IT security firm Sophos has warned internet users of a new
series of widely-distributed email campaigns that pretends that the
recipient has won a substantial cash prize and a new BMW car, in an
attempt to steal confidential information and money.
The emails state that recipients have won a BMW lottery and is
entitled to 950,000 EUR and a brand new BMW 5 Series car. It
advises recipients to contact the claims department and provides a
fake corporate address, email address and telephone number, to
enhance the legitimacy of the message.
The email claims that the recipient has won a
prize in a BMW lottery.
Sophos researchers believe that the emails are a variant of the
commonly-encountered "Letter from Nigeria" scams, also known as 419
Advanced Fee Fraud, that fool innocent users into believing that
large amounts of money will be transferred into their bank
accounts, but are really designed to steal bank account information
or demand a "handling fee" for the money transfer.

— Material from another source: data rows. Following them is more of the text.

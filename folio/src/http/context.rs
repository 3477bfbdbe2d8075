// SPDX-License-Identifier: AGPL-3.0-or-later

use crate::config::GraphQLConfig;
use crate::graphql::GraphQLSchemaManager;

#[derive(Clone, Debug)]
pub struct HttpServiceContext {
    /// Dynamic GraphQL schema manager.
    pub schema: GraphQLSchemaManager,

    /// GraphQL API settings.
    pub config: GraphQLConfig,
}

impl HttpServiceContext {
    pub fn new(schema: GraphQLSchemaManager, config: GraphQLConfig) -> Self {
        Self { schema, config }
    }
}
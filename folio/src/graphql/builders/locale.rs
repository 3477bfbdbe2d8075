// SPDX-License-Identifier: AGPL-3.0-or-later

use crate::config::LocalizationConfig;
use crate::errors::SchemaError;
use crate::graphql::builders::enums::enum_values;
use crate::graphql::constants::{FALLBACK_LOCALE_INPUT_TYPE, LOCALE_INPUT_TYPE};
use crate::graphql::registry::TypeRegistry;
use crate::graphql::types::EnumType;

/// Adds the enums of the `locale` and `fallbackLocale` arguments.
///
/// `locale` additionally accepts `all` to read every locale at once, `fallbackLocale` accepts
/// `none` to turn off fallback values.
pub fn build_locale_types(
    registry: &mut TypeRegistry,
    localization: &LocalizationConfig,
) -> Result<(), SchemaError> {
    let locales = || localization.locales.iter().map(String::as_str);

    registry.insert(EnumType {
        name: LOCALE_INPUT_TYPE.to_string(),
        values: enum_values(locales().chain(["all"]))?,
    })?;

    registry.insert(EnumType {
        name: FALLBACK_LOCALE_INPUT_TYPE.to_string(),
        values: enum_values(locales().chain(["none"]))?,
    })?;

    Ok(())
}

Sophos notes
that this is not the first time a major car manufacturer has been
used in an email scam - earlier in 2006, emails purporting to be
from the Volkswagen lottery were spammed out to computer users
"Few people would say no to a free BMW, or a huge wad of cash
for that matter, which is precisely why these lottery scams are
proving so successful," said Carole Theriault, senior
security consultant at Sophos. "There's little that BMW can do to
prevent its name being used in this manner, and email users that
take the bait risk handing over their personal details to
fraudsters. The only way to stop the distribution of these messages
is for users to stop responding."
Sophos continues to recommend that all organizations protect
their email with an integrated security
solution to thwart spam, spyware and malware threats.